• Work instructions:
For this exercise, copy out each line of the material below that includes "numeric".

• Material to process:
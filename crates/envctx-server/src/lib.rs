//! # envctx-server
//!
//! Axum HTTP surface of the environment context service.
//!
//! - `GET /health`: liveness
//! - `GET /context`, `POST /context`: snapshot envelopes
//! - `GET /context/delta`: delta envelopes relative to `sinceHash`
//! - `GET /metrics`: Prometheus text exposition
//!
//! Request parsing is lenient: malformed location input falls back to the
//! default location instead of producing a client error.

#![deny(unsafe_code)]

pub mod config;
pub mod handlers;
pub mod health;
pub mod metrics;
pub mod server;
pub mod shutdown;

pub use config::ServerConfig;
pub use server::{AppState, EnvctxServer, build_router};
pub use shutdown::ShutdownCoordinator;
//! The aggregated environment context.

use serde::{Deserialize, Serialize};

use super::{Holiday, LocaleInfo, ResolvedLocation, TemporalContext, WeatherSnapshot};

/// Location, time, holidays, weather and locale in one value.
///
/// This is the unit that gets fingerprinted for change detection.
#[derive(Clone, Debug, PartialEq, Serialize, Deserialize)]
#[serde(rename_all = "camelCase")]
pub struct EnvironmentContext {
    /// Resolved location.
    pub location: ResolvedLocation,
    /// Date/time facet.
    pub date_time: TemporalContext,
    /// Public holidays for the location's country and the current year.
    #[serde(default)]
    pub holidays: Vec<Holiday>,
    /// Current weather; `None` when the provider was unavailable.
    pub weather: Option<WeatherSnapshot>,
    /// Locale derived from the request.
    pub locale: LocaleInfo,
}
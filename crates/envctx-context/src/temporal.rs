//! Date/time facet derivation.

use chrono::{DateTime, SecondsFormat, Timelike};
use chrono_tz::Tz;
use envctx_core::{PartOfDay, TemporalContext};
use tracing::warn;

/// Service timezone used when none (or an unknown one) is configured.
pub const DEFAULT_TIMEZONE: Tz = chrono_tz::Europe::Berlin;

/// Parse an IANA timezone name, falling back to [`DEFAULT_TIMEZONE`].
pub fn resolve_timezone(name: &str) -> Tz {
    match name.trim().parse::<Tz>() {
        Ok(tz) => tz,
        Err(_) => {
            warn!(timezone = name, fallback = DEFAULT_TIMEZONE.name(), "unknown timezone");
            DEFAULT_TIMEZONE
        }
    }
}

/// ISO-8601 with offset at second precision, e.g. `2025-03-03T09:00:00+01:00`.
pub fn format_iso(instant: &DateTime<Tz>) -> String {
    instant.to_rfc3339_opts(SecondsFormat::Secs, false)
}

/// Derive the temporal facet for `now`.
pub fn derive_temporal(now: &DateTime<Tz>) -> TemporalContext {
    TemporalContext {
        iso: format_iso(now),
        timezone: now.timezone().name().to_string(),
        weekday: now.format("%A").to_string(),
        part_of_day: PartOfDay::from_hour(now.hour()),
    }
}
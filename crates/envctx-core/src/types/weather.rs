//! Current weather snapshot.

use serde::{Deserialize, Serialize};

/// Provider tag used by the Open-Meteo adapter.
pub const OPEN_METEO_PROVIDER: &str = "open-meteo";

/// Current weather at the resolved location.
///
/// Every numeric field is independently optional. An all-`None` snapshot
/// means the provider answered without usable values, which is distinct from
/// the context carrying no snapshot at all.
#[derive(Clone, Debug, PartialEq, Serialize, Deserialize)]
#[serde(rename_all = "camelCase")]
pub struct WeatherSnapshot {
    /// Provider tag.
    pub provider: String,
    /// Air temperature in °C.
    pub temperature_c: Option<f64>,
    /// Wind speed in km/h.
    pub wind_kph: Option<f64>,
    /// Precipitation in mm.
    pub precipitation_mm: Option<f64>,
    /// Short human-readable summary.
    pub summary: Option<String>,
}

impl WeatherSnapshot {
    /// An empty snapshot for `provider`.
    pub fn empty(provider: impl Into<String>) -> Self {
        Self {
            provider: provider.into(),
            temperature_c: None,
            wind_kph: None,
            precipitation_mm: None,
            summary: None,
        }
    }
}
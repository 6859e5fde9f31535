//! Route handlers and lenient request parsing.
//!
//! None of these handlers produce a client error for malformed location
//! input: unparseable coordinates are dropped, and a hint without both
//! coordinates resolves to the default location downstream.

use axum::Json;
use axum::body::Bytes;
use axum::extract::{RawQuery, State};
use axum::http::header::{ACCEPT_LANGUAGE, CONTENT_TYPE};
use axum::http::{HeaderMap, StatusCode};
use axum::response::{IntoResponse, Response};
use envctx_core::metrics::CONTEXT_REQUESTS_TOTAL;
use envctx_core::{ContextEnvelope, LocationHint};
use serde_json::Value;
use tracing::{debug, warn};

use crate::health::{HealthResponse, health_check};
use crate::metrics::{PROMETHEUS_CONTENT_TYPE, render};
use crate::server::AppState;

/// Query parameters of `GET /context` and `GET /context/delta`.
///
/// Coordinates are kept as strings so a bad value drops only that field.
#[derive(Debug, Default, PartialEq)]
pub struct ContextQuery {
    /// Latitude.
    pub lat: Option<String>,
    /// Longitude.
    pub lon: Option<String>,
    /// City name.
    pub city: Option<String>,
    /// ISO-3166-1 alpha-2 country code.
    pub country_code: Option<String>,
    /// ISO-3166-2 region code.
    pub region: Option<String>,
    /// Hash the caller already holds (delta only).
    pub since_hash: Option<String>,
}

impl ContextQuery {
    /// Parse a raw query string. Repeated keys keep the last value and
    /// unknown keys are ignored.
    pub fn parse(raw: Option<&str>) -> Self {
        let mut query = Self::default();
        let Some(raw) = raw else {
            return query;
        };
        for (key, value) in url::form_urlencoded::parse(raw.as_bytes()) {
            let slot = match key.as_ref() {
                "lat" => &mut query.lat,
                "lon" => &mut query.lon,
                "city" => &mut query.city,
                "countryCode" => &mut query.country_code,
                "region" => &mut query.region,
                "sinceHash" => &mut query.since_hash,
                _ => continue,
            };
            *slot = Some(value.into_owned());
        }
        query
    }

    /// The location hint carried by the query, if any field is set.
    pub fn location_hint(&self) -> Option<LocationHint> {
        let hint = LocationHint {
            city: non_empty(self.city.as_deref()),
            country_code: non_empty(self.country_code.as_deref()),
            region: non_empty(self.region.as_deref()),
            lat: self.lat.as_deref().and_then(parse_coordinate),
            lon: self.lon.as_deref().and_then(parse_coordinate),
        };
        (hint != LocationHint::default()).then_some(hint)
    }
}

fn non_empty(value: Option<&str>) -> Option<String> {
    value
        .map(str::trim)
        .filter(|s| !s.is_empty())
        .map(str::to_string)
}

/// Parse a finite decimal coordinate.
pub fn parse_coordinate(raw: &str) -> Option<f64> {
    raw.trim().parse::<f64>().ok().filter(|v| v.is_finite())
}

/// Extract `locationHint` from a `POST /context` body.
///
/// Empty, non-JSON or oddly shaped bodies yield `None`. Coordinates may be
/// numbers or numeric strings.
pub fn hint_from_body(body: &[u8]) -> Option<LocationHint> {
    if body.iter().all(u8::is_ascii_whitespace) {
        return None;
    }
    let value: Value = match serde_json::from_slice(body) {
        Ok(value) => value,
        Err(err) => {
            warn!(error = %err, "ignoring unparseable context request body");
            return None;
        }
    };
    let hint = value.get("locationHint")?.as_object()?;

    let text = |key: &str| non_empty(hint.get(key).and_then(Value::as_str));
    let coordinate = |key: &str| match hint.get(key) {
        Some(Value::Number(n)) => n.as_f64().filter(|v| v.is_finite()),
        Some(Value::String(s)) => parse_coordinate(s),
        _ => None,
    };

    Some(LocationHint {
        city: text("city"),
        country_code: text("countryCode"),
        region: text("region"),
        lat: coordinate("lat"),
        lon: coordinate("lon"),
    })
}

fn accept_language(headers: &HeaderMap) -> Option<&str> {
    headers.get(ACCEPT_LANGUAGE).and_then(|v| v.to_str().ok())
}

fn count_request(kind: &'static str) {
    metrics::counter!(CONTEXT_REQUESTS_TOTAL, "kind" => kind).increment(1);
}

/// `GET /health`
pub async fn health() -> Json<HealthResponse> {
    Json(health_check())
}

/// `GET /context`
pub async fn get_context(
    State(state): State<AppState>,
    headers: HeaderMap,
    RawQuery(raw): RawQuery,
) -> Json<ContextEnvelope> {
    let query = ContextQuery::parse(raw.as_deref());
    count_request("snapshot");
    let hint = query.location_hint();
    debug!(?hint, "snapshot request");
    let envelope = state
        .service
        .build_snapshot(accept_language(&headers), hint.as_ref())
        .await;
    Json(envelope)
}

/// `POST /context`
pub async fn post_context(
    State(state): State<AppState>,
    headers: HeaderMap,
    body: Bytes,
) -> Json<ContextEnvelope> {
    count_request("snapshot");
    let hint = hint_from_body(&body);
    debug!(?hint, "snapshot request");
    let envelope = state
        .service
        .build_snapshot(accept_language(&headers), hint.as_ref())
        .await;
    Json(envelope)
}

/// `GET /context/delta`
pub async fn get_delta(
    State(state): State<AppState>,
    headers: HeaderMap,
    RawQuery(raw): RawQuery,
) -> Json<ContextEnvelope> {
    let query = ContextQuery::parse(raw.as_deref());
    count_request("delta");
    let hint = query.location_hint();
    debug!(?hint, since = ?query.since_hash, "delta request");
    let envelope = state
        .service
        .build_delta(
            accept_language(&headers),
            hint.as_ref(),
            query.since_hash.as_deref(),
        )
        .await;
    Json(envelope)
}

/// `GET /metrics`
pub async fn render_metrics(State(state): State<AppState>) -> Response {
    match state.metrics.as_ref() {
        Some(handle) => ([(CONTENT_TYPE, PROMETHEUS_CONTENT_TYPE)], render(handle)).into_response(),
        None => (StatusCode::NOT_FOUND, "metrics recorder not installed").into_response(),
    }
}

• Task answer:
/// Every numeric field is independently optional. An all-`None` snapshot
/// numbers or numeric strings.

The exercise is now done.